-- Dataset records follows --

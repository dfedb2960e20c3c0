//! Registered contact records

use serde::{Deserialize, Serialize};

use ferrosip_sip_core::{Contact, Scheme, TransportInfo, TransportKind, Uri};

/// Replacement key of a registered contact within one AOR
///
/// A newly bound contact replaces the prior entry carrying the same index.
/// Outbound registrations key on `(instance, reg-id)` so a re-registration
/// over a new flow replaces the old flow binding; everything else keys on
/// the network coordinates of the contact URI.
#[derive(Debug, Clone, PartialEq, Serialize, Deserialize)]
pub enum ContactIndex {
    /// Contact-URI coordinates: scheme, transport, user, domain, port.
    Net {
        scheme: Scheme,
        proto: TransportKind,
        user: String,
        domain: String,
        port: u16,
    },
    /// Outbound flow key (RFC 5626 §6): instance id plus reg-id.
    Ob { instance_id: String, reg_id: String },
}

impl ContactIndex {
    /// Derive the network index from a contact URI.
    ///
    /// The transport defaults to UDP (TLS for sips), the port to the
    /// scheme's well-known one.
    pub fn net_from_uri(uri: &Uri) -> Self {
        let proto = match uri.transport() {
            Some(t) if t.eq_ignore_ascii_case("tcp") => TransportKind::Tcp,
            Some(t) if t.eq_ignore_ascii_case("tls") => TransportKind::Tls,
            Some(t) if t.eq_ignore_ascii_case("ws") => TransportKind::Ws,
            Some(t) if t.eq_ignore_ascii_case("wss") => TransportKind::Wss,
            Some(_) => TransportKind::Udp,
            None if uri.scheme == Scheme::Sips => TransportKind::Tls,
            None => TransportKind::Udp,
        };
        let port = uri.port.unwrap_or(match proto {
            TransportKind::Tls | TransportKind::Wss => 5061,
            _ => 5060,
        });
        ContactIndex::Net {
            scheme: uri.scheme.clone(),
            proto,
            user: uri.user.clone().unwrap_or_default(),
            domain: uri.host.clone(),
            port,
        }
    }
}

/// One registered contact of an AOR
#[derive(Debug, Clone, PartialEq, Serialize, Deserialize)]
pub struct RegContact {
    pub index: ContactIndex,
    /// The stored Contact header entry, `expires` normalized to a decimal
    /// and any minted GRUUs attached.
    pub contact: Contact,
    /// Microsecond logical timestamp of the binding write; tiebreaker for
    /// q-ordering.
    pub updated: u64,
    /// Wall-clock second past which the entry is stale.
    pub expire: u64,
    pub q: f32,
    /// Call-ID/CSeq of the binding REGISTER, for replay protection.
    pub call_id: String,
    pub cseq: u32,
    /// Flow the REGISTER arrived on.
    pub transport: TransportInfo,
    /// Path set to route through when contacting this binding (RFC 3327).
    pub path: Vec<Uri>,
    /// Hash of `+sip.instance`; empty when the UA sent none.
    pub instance_id: String,
    /// RFC 5626 reg-id; empty for non-outbound bindings.
    pub reg_id: String,
    /// Temporary GRUUs minted with a position below this no longer resolve.
    pub min_tmp_pos: u64,
    /// Position the next temporary GRUU will be minted with.
    pub next_tmp_pos: u64,
}

impl RegContact {
    /// Whether the binding is still current.
    pub fn is_live(&self, now: u64) -> bool {
        self.expire > now
    }
}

-- Dataset records concluded --

What you will do: Nothing should be dropped: transcribe all the material exactly.

Solved exercise:
repository dfedb2960e20c3c0
//! Registered contact records

use serde::{Deserialize, Serialize};

use ferrosip_sip_core::{Contact, Scheme, TransportInfo, TransportKind, Uri};

/// Replacement key of a registered contact within one AOR
///
/// A newly bound contact replaces the prior entry carrying the same index.
/// Outbound registrations key on `(instance, reg-id)` so a re-registration
/// over a new flow replaces the old flow binding; everything else keys on
/// the network coordinates of the contact URI.
#[derive(Debug, Clone, PartialEq, Serialize, Deserialize)]
pub enum ContactIndex {
    /// Contact-URI coordinates: scheme, transport, user, domain, port.
    Net {
        scheme: Scheme,
        proto: TransportKind,
        user: String,
        domain: String,
        port: u16,
    },
    /// Outbound flow key (RFC 5626 §6): instance id plus reg-id.
    Ob { instance_id: String, reg_id: String },
}

impl ContactIndex {
    /// Derive the network index from a contact URI.
    ///
    /// The transport defaults to UDP (TLS for sips), the port to the
    /// scheme's well-known one.
    pub fn net_from_uri(uri: &Uri) -> Self {
        let proto = match uri.transport() {
            Some(t) if t.eq_ignore_ascii_case("tcp") => TransportKind::Tcp,
            Some(t) if t.eq_ignore_ascii_case("tls") => TransportKind::Tls,
            Some(t) if t.eq_ignore_ascii_case("ws") => TransportKind::Ws,
            Some(t) if t.eq_ignore_ascii_case("wss") => TransportKind::Wss,
            Some(_) => TransportKind::Udp,
            None if uri.scheme == Scheme::Sips => TransportKind::Tls,
            None => TransportKind::Udp,
        };
        let port = uri.port.unwrap_or(match proto {
            TransportKind::Tls | TransportKind::Wss => 5061,
            _ => 5060,
        });
        ContactIndex::Net {
            scheme: uri.scheme.clone(),
            proto,
            user: uri.user.clone().unwrap_or_default(),
            domain: uri.host.clone(),
            port,
        }
    }
}

/// One registered contact of an AOR
#[derive(Debug, Clone, PartialEq, Serialize, Deserialize)]
pub struct RegContact {
    pub index: ContactIndex,
    /// The stored Contact header entry, `expires` normalized to a decimal
    /// and any minted GRUUs attached.
    pub contact: Contact,
    /// Microsecond logical timestamp of the binding write; tiebreaker for
    /// q-ordering.
    pub updated: u64,
    /// Wall-clock second past which the entry is stale.
    pub expire: u64,
    pub q: f32,
    /// Call-ID/CSeq of the binding REGISTER, for replay protection.
    pub call_id: String,
    pub cseq: u32,
    /// Flow the REGISTER arrived on.
    pub transport: TransportInfo,
    /// Path set to route through when contacting this binding (RFC 3327).
    pub path: Vec<Uri>,
    /// Hash of `+sip.instance`; empty when the UA sent none.
    pub instance_id: String,
    /// RFC 5626 reg-id; empty for non-outbound bindings.
    pub reg_id: String,
    /// Temporary GRUUs minted with a position below this no longer resolve.
    pub min_tmp_pos: u64,
    /// Position the next temporary GRUU will be minted with.
    pub next_tmp_pos: u64,
}

impl RegContact {
    /// Whether the binding is still current.
    pub fn is_live(&self, now: u64) -> bool {
        self.expire > now
    }
}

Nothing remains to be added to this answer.